## What is being asked
The first line of the entries below, the line containing "a failed outcome.", and every line between them should be repeated exactly, and nothing else.

## Data shown
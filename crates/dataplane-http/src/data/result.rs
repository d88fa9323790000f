/// Classified outcome of a transfer step.
///
/// Returned as a value so callers can branch on not-authorized or
/// not-found without treating them as faults. Faults (the call could not
/// be made at all) are [`crate::Error`]s instead.
#[derive(Debug, Clone, PartialEq, Eq)]
pub enum StreamResult<T> {
    Success(T),
    NotAuthorized,
    NotFound,
    Error(String),
}

impl<T> StreamResult<T> {
    pub fn success(value: T) -> Self {
        StreamResult::Success(value)
    }

    pub fn error(message: impl Into<String>) -> Self {
        StreamResult::Error(message.into())
    }

    pub fn is_success(&self) -> bool {
        matches!(self, StreamResult::Success(_))
    }

    pub fn is_failure(&self) -> bool {
        !self.is_success()
    }

    pub fn map<U>(self, f: impl FnOnce(T) -> U) -> StreamResult<U> {
        match self {
            StreamResult::Success(value) => StreamResult::Success(f(value)),
            StreamResult::NotAuthorized => StreamResult::NotAuthorized,
            StreamResult::NotFound => StreamResult::NotFound,
            StreamResult::Error(message) => StreamResult::Error(message),
        }
    }

    pub fn into_success(self) -> Option<T> {
        match self {
            StreamResult::Success(value) => Some(value),
            _ => None,
        }
    }

    /// Human-readable reason for a failed outcome.
    pub fn failure_detail(&self) -> Option<String> {
        match self {
            StreamResult::Success(_) => None,
            StreamResult::NotAuthorized => Some("not authorized".to_string()),
            StreamResult::NotFound => Some("not found".to_string()),
            StreamResult::Error(message) => Some(message.clone()),
        }
    }
}
use std::sync::Arc;

use tracing::debug;

use super::decorator::{
    CommonParamsDecorator, ParamsDecorator, SinkParamsDecorator, SourceParamsDecorator,
};
use crate::data::{DataAddress, HttpDataAddress, RequestParams, TransferContext};
use crate::effects::SecretStore;
use crate::error::Result;

/// Builds [`RequestParams`] by running an ordered decorator chain.
///
/// Two chains exist: one for reading from the source address and one for
/// writing to the destination address. Registration is append-only and
/// happens before the provider is shared; once behind an `Arc` the chains
/// are read-only.
#[derive(Default)]
pub struct RequestParamsProvider {
    source_decorators: Vec<Arc<dyn ParamsDecorator>>,
    sink_decorators: Vec<Arc<dyn ParamsDecorator>>,
}

impl RequestParamsProvider {
    /// A provider with the default chains: the common decorator first,
    /// then the side-specific one.
    pub fn new(secrets: Arc<dyn SecretStore>) -> Self {
        let common: Arc<dyn ParamsDecorator> = Arc::new(CommonParamsDecorator::new(secrets));

        let mut provider = Self::default();
        provider.register_source_decorator_arc(Arc::clone(&common));
        provider.register_sink_decorator_arc(common);
        provider.register_source_decorator(SourceParamsDecorator);
        provider.register_sink_decorator(SinkParamsDecorator);
        provider
    }

    pub fn register_source_decorator(&mut self, decorator: impl ParamsDecorator + 'static) {
        self.source_decorators.push(Arc::new(decorator));
    }

    pub fn register_sink_decorator(&mut self, decorator: impl ParamsDecorator + 'static) {
        self.sink_decorators.push(Arc::new(decorator));
    }

    /// Register a decorator instance that is also used elsewhere.
    pub fn register_source_decorator_arc(&mut self, decorator: Arc<dyn ParamsDecorator>) {
        self.source_decorators.push(decorator);
    }

    pub fn register_sink_decorator_arc(&mut self, decorator: Arc<dyn ParamsDecorator>) {
        self.sink_decorators.push(decorator);
    }

    pub fn source_decorator_count(&self) -> usize {
        self.source_decorators.len()
    }

    pub fn sink_decorator_count(&self) -> usize {
        self.sink_decorators.len()
    }

    pub fn provide_source_params(&self, ctx: &TransferContext) -> Result<RequestParams> {
        debug!(request_id = %ctx.id, "providing source request params");
        Self::provide(&self.source_decorators, ctx, &ctx.source)
    }

    pub fn provide_sink_params(&self, ctx: &TransferContext) -> Result<RequestParams> {
        debug!(request_id = %ctx.id, "providing sink request params");
        Self::provide(&self.sink_decorators, ctx, &ctx.destination)
    }

    fn provide(
        decorators: &[Arc<dyn ParamsDecorator>],
        ctx: &TransferContext,
        address: &DataAddress,
    ) -> Result<RequestParams> {
        let address = HttpDataAddress::try_from(address)?;
        let mut params = RequestParams::builder();
        for decorator in decorators {
            decorator.decorate(ctx, &address, &mut params)?;
        }
        params.build()
    }
}
//! Backlog samples and the source contract the simulation draws from.

#![allow(missing_docs)]

use chrono::{DateTime, Utc};
use serde::{Deserialize, Serialize};

/// One observed backlog transition.
///
/// `resolved` and `duration` are relative to the preceding observation in the
/// sample's series: `resolved` is the net number of issues closed (negative
/// when the backlog grew), `duration` the elapsed seconds. Durations are
/// non-negative by construction of the type.
#[derive(Debug, Clone, Copy, PartialEq, Eq, Serialize, Deserialize)]
pub struct Sample {
    /// Observation timestamp.
    pub when: DateTime<Utc>,
    /// Backlog size at `when`.
    pub count: u64,
    /// Net issues resolved since the preceding sample.
    pub resolved: i64,
    /// Seconds elapsed since the preceding sample.
    pub duration: u64,
}

impl Sample {
    /// A transition sample with explicit deltas.
    #[must_use]
    pub const fn transition(when: DateTime<Utc>, count: u64, resolved: i64, duration: u64) -> Self {
        Self {
            when,
            count,
            resolved,
            duration,
        }
    }

    /// An anchor sample: a point-in-time backlog state with no preceding
    /// observation (zero deltas).
    #[must_use]
    pub const fn anchor(when: DateTime<Utc>, count: u64) -> Self {
        Self {
            when,
            count,
            resolved: 0,
            duration: 0,
        }
    }
}

/// Supplier of backlog samples for the simulation.
///
/// `random_sample` may be invoked unboundedly many times per iteration and
/// across iterations — O(iterations × average-steps-to-empty) overall —
/// so implementations must make single draws cheap.
pub trait SampleSource {
    /// The most recent known backlog state; anchors every iteration.
    fn last_sample(&mut self) -> Sample;

    /// A freshly drawn historical transition sample.
    fn random_sample(&mut self) -> Sample;
}

impl<S: SampleSource + ?Sized> SampleSource for &mut S {
    fn last_sample(&mut self) -> Sample {
        (**self).last_sample()
    }

    fn random_sample(&mut self) -> Sample {
        (**self).random_sample()
    }
}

## Written response
filename crates/dataplane-http/src/data/result.rs
repository d88fa9323790000f
/// Classified outcome of a transfer step.
///
/// Returned as a value so callers can branch on not-authorized or
/// not-found without treating them as faults. Faults (the call could not
/// be made at all) are [`crate::Error`]s instead.
#[derive(Debug, Clone, PartialEq, Eq)]
pub enum StreamResult<T> {
    Success(T),
    NotAuthorized,
    NotFound,
    Error(String),
}

impl<T> StreamResult<T> {
    pub fn success(value: T) -> Self {
        StreamResult::Success(value)
    }

    pub fn error(message: impl Into<String>) -> Self {
        StreamResult::Error(message.into())
    }

    pub fn is_success(&self) -> bool {
        matches!(self, StreamResult::Success(_))
    }

    pub fn is_failure(&self) -> bool {
        !self.is_success()
    }

    pub fn map<U>(self, f: impl FnOnce(T) -> U) -> StreamResult<U> {
        match self {
            StreamResult::Success(value) => StreamResult::Success(f(value)),
            StreamResult::NotAuthorized => StreamResult::NotAuthorized,
            StreamResult::NotFound => StreamResult::NotFound,
            StreamResult::Error(message) => StreamResult::Error(message),
        }
    }

    pub fn into_success(self) -> Option<T> {
        match self {
            StreamResult::Success(value) => Some(value),
            _ => None,
        }
    }

    /// Human-readable reason for a failed outcome.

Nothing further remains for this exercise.